I need none of 1-3 above. Best for me is to provide a text file as parameter. What I wanted to say is to execute a command myself and provide the stdout as parameter. But I myself really do not need this. My scripts generate a file and I want to get the content into the XML.

I am perfectly fine with description as name of the tag. (I can still prefix my text with "Provenance" to tell more specifically what the info is about.)

I would say there are three steps of getting this done:

  1. extend the exchange format (see pull request)
  2. make BenchExec support this (it is easier for me to give the text file as parameter than to insert the XML tag myself
  3. make tables show this info somehow

I need (1) for the competition executions right now [important and urgent]. (2) is very convenient to have [urgent but not essential]. (3) is nice to have but not as crucial as (1) [has time].

PhilippWendler commented 4 years ago

I need none of 1-3 above. Best for me is to provide a text file as parameter.

Ok, I was just confused because your example looks like you want to give a command to BenchExec to execute. A parameter with a file name is of course much easier.

dbeyer commented 2 years ago

@PhilippWendler What about adding this description as tool tip to the generated tables?
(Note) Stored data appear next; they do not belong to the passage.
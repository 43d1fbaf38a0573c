//! Structured error types for the probability models and their controls.
//!
//! These are designed to be displayable in both CLI and TUI contexts.

use thiserror::Error;

#[derive(Debug, Clone, PartialEq, Error)]
pub enum CosmicError {
    #[error("not a valid number: {input:?}")]
    InvalidNumericInput { input: String },

    #[error("invalid life model: need 0 < current age ({current_age}) < decay age ({decay_age})")]
    InvalidLifeParameters { current_age: f64, decay_age: f64 },

    #[error("annual probability {0} is outside [0, 1]")]
    ProbabilityOutOfRange(f64),

    #[error("invalid sample domain: start {start}, end {end}, step {step}")]
    InvalidSampleDomain { start: u64, end: u64, step: u64 },

    #[error("sample domain would produce {samples} points (limit {max})")]
    TooManySamples { samples: u64, max: u64 },

    #[error("invalid slider: {0}")]
    InvalidSlider(String),

    #[error("config error: {0}")]
    Config(String),
}

pub type Result<T> = std::result::Result<T, CosmicError>;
Users have requested such a feature in the community meeting of a competition. (Because it is inconvenient to open the XML file to see the information.)

dbeyer commented 2 years ago

BTW: The field version information in field description has been proven useful in several investigation cases already.

PhilippWendler commented 2 years ago

Tool-tip would be a possibility, yes. (Although maybe not ideal for larger amounts of text.)

But due to time constraints it is unlikely that this will be worked on soon.